● Assigned task: All of the records must come back exactly as they were given.

[Stored items from a collection]
• • • • • • •
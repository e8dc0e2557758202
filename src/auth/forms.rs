use serde::Deserialize;
use validator::Validate;

use crate::auth::users::Profile;
use crate::forms::{collect, FieldErrors, REQUIRED};

const PASSWORD_MIN: usize = 8;

#[derive(Debug, Clone, Default, Deserialize, Validate)]
#[serde(default)]
pub struct SignUpForm {
    #[validate(length(min = 1, max = 150))]
    pub username: String,
    #[validate(length(min = 1, max = 100))]
    pub first_name: String,
    #[validate(length(min = 1, max = 100))]
    pub last_name: String,
    #[validate(length(min = 1), email)]
    pub email: String,
    pub password1: String,
    pub password2: String,
}

#[derive(Debug, Clone, Default, Deserialize)]
#[serde(default)]
pub struct LoginForm {
    pub username: String,
    pub password: String,
}

#[derive(Debug, Clone, Default, Deserialize, Validate)]
#[serde(default)]
pub struct EditProfileForm {
    #[validate(length(min = 1, max = 150))]
    pub username: String,
    #[validate(length(min = 1, max = 100))]
    pub first_name: String,
    #[validate(length(min = 1, max = 100))]
    pub last_name: String,
    #[validate(length(min = 1), email)]
    pub email: String,
}

#[derive(Debug, Clone, Default, Deserialize, Validate)]
#[serde(default)]
pub struct PasswordChangeForm {
    #[validate(length(min = 1))]
    pub old_password: String,
    pub new_password1: String,
    pub new_password2: String,
}

/// Fields of an admin created from the command line; names are optional.
#[derive(Debug, Validate)]
struct SuperuserFields {
    #[validate(length(min = 1, max = 150))]
    username: String,
    #[validate(length(min = 1), email)]
    email: String,
}

/// A registration that passed field validation; the password is still
/// plaintext at this point.
#[derive(Debug, Clone)]
pub struct NewUser {
    pub profile: Profile,
    pub password: String,
}

impl SignUpForm {
    pub fn clean(&self) -> Result<NewUser, FieldErrors> {
        let form = SignUpForm {
            username: self.username.trim().to_string(),
            first_name: self.first_name.trim().to_string(),
            last_name: self.last_name.trim().to_string(),
            email: self.email.trim().to_string(),
            password1: self.password1.clone(),
            password2: self.password2.clone(),
        };
        let mut errors = collect(form.validate());
        check_username_chars(&mut errors, &form.username);
        check_new_password(
            &mut errors,
            "password2",
            &form.password1,
            &form.password2,
            &form.username,
        );

        errors.into_result(NewUser {
            profile: Profile {
                username: form.username,
                email: form.email,
                first_name: form.first_name,
                last_name: form.last_name,
            },
            password: form.password1,
        })
    }
}

impl EditProfileForm {
    pub fn clean(&self) -> Result<Profile, FieldErrors> {
        let form = EditProfileForm {
            username: self.username.trim().to_string(),
            first_name: self.first_name.trim().to_string(),
            last_name: self.last_name.trim().to_string(),
            email: self.email.trim().to_string(),
        };
        let mut errors = collect(form.validate());
        check_username_chars(&mut errors, &form.username);

        errors.into_result(Profile {
            username: form.username,
            email: form.email,
            first_name: form.first_name,
            last_name: form.last_name,
        })
    }
}

impl PasswordChangeForm {
    /// Checks the new password pair. The old password is verified against
    /// the stored hash by the caller.
    pub fn clean(&self, username: &str) -> Result<String, FieldErrors> {
        let mut errors = collect(self.validate());
        check_new_password(
            &mut errors,
            "new_password2",
            &self.new_password1,
            &self.new_password2,
            username,
        );
        errors.into_result(self.new_password1.clone())
    }
}

pub fn validate_superuser(username: &str, email: &str, password: &str) -> Result<NewUser, FieldErrors> {
    let fields = SuperuserFields {
        username: username.trim().to_string(),
        email: email.trim().to_string(),
    };
    let mut errors = collect(fields.validate());
    check_username_chars(&mut errors, &fields.username);
    check_new_password(&mut errors, "password", password, password, &fields.username);

    errors.into_result(NewUser {
        profile: Profile {
            username: fields.username,
            email: fields.email,
            first_name: String::new(),
            last_name: String::new(),
        },
        password: password.to_string(),
    })
}

fn check_username_chars(errors: &mut FieldErrors, username: &str) {
    if !username.is_empty() && !username.chars().all(is_username_char) {
        errors.add(
            "username",
            "Enter a valid username. This value may contain only letters, numbers, and @/./+/-/_ characters.",
        );
    }
}

fn check_new_password(
    errors: &mut FieldErrors,
    confirm_field: &str,
    password: &str,
    confirmation: &str,
    username: &str,
) {
    if password.is_empty() || confirmation.is_empty() {
        errors.add(confirm_field, REQUIRED);
        return;
    }
    if password != confirmation {
        errors.add(confirm_field, "The two password fields didn't match.");
        return;
    }
    if password.chars().count() < PASSWORD_MIN {
        errors.add(
            confirm_field,
            format!(
                "This password is too short. It must contain at least {} characters.",
                PASSWORD_MIN
            ),
        );
    }
    if password.chars().all(|c| c.is_ascii_digit()) {
        errors.add(confirm_field, "This password is entirely numeric.");
    }
    if !username.is_empty() && password.eq_ignore_ascii_case(username) {
        errors.add(confirm_field, "The password is too similar to the username.");
    }
}

fn is_username_char(c: char) -> bool {
    c.is_alphanumeric() || matches!(c, '@' | '.' | '+' | '-' | '_')
}
use r2d2::Pool;
use r2d2_sqlite::SqliteConnectionManager;

use crate::config::Config;

pub type DbPool = Pool<SqliteConnectionManager>;

#[derive(Clone)]
pub struct AppState {
    pub db: DbPool,
    pub config: Config,
}

impl AppState {
    pub fn new(db: DbPool, config: Config) -> Self {
        Self { db, config }
    }
}
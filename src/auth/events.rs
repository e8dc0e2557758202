use rusqlite::Connection;

use crate::auth::login_counter;

/// Account lifecycle signals raised at the auth boundary.
#[derive(Debug, Clone, PartialEq, Eq)]
pub enum AccountEvent {
    UserCreated { user_id: String },
    LoginSucceeded { user_id: String },
}

/// Deliver an event to its subscribers on the caller's connection, so the
/// subscriber's writes commit or roll back with the triggering change.
pub fn publish(conn: &Connection, event: &AccountEvent) -> rusqlite::Result<()> {
    tracing::debug!(?event, "account event");
    match event {
        AccountEvent::UserCreated { user_id } => login_counter::on_user_created(conn, user_id),
        AccountEvent::LoginSucceeded { user_id } => {
            let count = login_counter::on_login_succeeded(conn, user_id)?;
            tracing::info!(user_id = %user_id, login_count = count, "login recorded");
            Ok(())
        }
    }
}
pub mod assets;
pub mod auth;
pub mod categories;
pub mod home;
pub mod posts;

use axum::routing::get;
use axum::Router;
use tower_http::trace::TraceLayer;

use crate::state::AppState;

/// The complete application: blog pages, member pages and static assets.
pub fn app(state: AppState) -> Router {
    Router::new()
        .route("/", get(home::index))
        .route("/assets/{*path}", get(assets::serve))
        .merge(posts::router())
        .merge(categories::router())
        .merge(auth::router())
        .layer(TraceLayer::new_for_http())
        .with_state(state)
}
• • • • • • •
● Your solution:
repository e8dc0e2557758202
filename src/auth/forms.rs
use serde::Deserialize;
use validator::Validate;

use crate::auth::users::Profile;
use crate::forms::{collect, FieldErrors, REQUIRED};

const PASSWORD_MIN: usize = 8;

#[derive(Debug, Clone, Default, Deserialize, Validate)]
#[serde(default)]
pub struct SignUpForm {
    #[validate(length(min = 1, max = 150))]
    pub username: String,
    #[validate(length(min = 1, max = 100))]
    pub first_name: String,
    #[validate(length(min = 1, max = 100))]
    pub last_name: String,
    #[validate(length(min = 1), email)]
    pub email: String,
    pub password1: String,
    pub password2: String,
}

#[derive(Debug, Clone, Default, Deserialize)]
#[serde(default)]
pub struct LoginForm {
    pub username: String,
    pub password: String,
}

#[derive(Debug, Clone, Default, Deserialize, Validate)]
#[serde(default)]
pub struct EditProfileForm {
    #[validate(length(min = 1, max = 150))]
    pub username: String,
    #[validate(length(min = 1, max = 100))]
    pub first_name: String,
    #[validate(length(min = 1, max = 100))]
    pub last_name: String,
    #[validate(length(min = 1), email)]
    pub email: String,
}

#[derive(Debug, Clone, Default, Deserialize, Validate)]
#[serde(default)]
pub struct PasswordChangeForm {
    #[validate(length(min = 1))]
    pub old_password: String,
    pub new_password1: String,
    pub new_password2: String,
}

/// Fields of an admin created from the command line; names are optional.
#[derive(Debug, Validate)]
struct SuperuserFields {
    #[validate(length(min = 1, max = 150))]
    username: String,
    #[validate(length(min = 1), email)]
    email: String,
}

/// A registration that passed field validation; the password is still
/// plaintext at this point.
#[derive(Debug, Clone)]
pub struct NewUser {
    pub profile: Profile,
    pub password: String,
}

impl SignUpForm {
    pub fn clean(&self) -> Result<NewUser, FieldErrors> {
        let form = SignUpForm {
            username: self.username.trim().to_string(),
            first_name: self.first_name.trim().to_string(),
            last_name: self.last_name.trim().to_string(),
            email: self.email.trim().to_string(),
            password1: self.password1.clone(),
            password2: self.password2.clone(),
        };
        let mut errors = collect(form.validate());
        check_username_chars(&mut errors, &form.username);
        check_new_password(
            &mut errors,
            "password2",
            &form.password1,
            &form.password2,
            &form.username,
        );

        errors.into_result(NewUser {
            profile: Profile {
                username: form.username,
                email: form.email,
                first_name: form.first_name,
                last_name: form.last_name,
            },
            password: form.password1,
        })
    }
}

impl EditProfileForm {
    pub fn clean(&self) -> Result<Profile, FieldErrors> {
        let form = EditProfileForm {
            username: self.username.trim().to_string(),
            first_name: self.first_name.trim().to_string(),
            last_name: self.last_name.trim().to_string(),
            email: self.email.trim().to_string(),
        };
        let mut errors = collect(form.validate());
        check_username_chars(&mut errors, &form.username);

        errors.into_result(Profile {
            username: form.username,
            email: form.email,
            first_name: form.first_name,
            last_name: form.last_name,
        })
    }
}

impl PasswordChangeForm {
    /// Checks the new password pair. The old password is verified against
    /// the stored hash by the caller.
    pub fn clean(&self, username: &str) -> Result<String, FieldErrors> {
        let mut errors = collect(self.validate());
        check_new_password(
            &mut errors,
            "new_password2",
            &self.new_password1,
            &self.new_password2,
            username,
        );
        errors.into_result(self.new_password1.clone())
    }
}

pub fn validate_superuser(username: &str, email: &str, password: &str) -> Result<NewUser, FieldErrors> {
    let fields = SuperuserFields {
        username: username.trim().to_string(),
        email: email.trim().to_string(),
    };
    let mut errors = collect(fields.validate());
    check_username_chars(&mut errors, &fields.username);
    check_new_password(&mut errors, "password", password, password, &fields.username);

    errors.into_result(NewUser {
        profile: Profile {
            username: fields.username,
            email: fields.email,
            first_name: String::new(),
            last_name: String::new(),
        },
        password: password.to_string(),
    })
}

fn check_username_chars(errors: &mut FieldErrors, username: &str) {
    if !username.is_empty() && !username.chars().all(is_username_char) {
        errors.add(
            "username",
            "Enter a valid username. This value may contain only letters, numbers, and @/./+/-/_ characters.",
        );
    }
}

fn check_new_password(
    errors: &mut FieldErrors,
    confirm_field: &str,
    password: &str,
    confirmation: &str,
    username: &str,
) {
    if password.is_empty() || confirmation.is_empty() {
        errors.add(confirm_field, REQUIRED);
        return;
    }
    if password != confirmation {
        errors.add(confirm_field, "The two password fields didn't match.");
        return;
    }
    if password.chars().count() < PASSWORD_MIN {
        errors.add(
            confirm_field,
            format!(
                "This password is too short. It must contain at least {} characters.",
                PASSWORD_MIN
            ),
        );
    }
    if password.chars().all(|c| c.is_ascii_digit()) {
        errors.add(confirm_field, "This password is entirely numeric.");
    }
    if !username.is_empty() && password.eq_ignore_ascii_case(username) {
        errors.add(confirm_field, "The password is too similar to the username.");
    }
}

fn is_username_char(c: char) -> bool {
    c.is_alphanumeric() || matches!(c, '@' | '.' | '+' | '-' | '_')
}
use r2d2::Pool;
use r2d2_sqlite::SqliteConnectionManager;

use crate::config::Config;

pub type DbPool = Pool<SqliteConnectionManager>;

#[derive(Clone)]
pub struct AppState {
    pub db: DbPool,
    pub config: Config,
}

impl AppState {
    pub fn new(db: DbPool, config: Config) -> Self {
        Self { db, config }
    }
}
filename src/auth/events.rs
repository e8dc0e2557758202
use rusqlite::Connection;

use crate::auth::login_counter;

/// Account lifecycle signals raised at the auth boundary.
#[derive(Debug, Clone, PartialEq, Eq)]
pub enum AccountEvent {
    UserCreated { user_id: String },
    LoginSucceeded { user_id: String },
}

/// Deliver an event to its subscribers on the caller's connection, so the
/// subscriber's writes commit or roll back with the triggering change.
pub fn publish(conn: &Connection, event: &AccountEvent) -> rusqlite::Result<()> {
    tracing::debug!(?event, "account event");
    match event {
        AccountEvent::UserCreated { user_id } => login_counter::on_user_created(conn, user_id),
        AccountEvent::LoginSucceeded { user_id } => {
            let count = login_counter::on_login_succeeded(conn, user_id)?;
            tracing::info!(user_id = %user_id, login_count = count, "login recorded");
            Ok(())
        }
    }
}
pub mod assets;
pub mod auth;
pub mod categories;
pub mod home;
pub mod posts;

use axum::routing::get;
use axum::Router;
use tower_http::trace::TraceLayer;

use crate::state::AppState;

/// The complete application: blog pages, member pages and static assets.
pub fn app(state: AppState) -> Router {
    Router::new()
        .route("/", get(home::index))
        .route("/assets/{*path}", get(assets::serve))
        .merge(posts::router())
        .merge(categories::router())
        .merge(auth::router())
        .layer(TraceLayer::new_for_http())
        .with_state(state)
}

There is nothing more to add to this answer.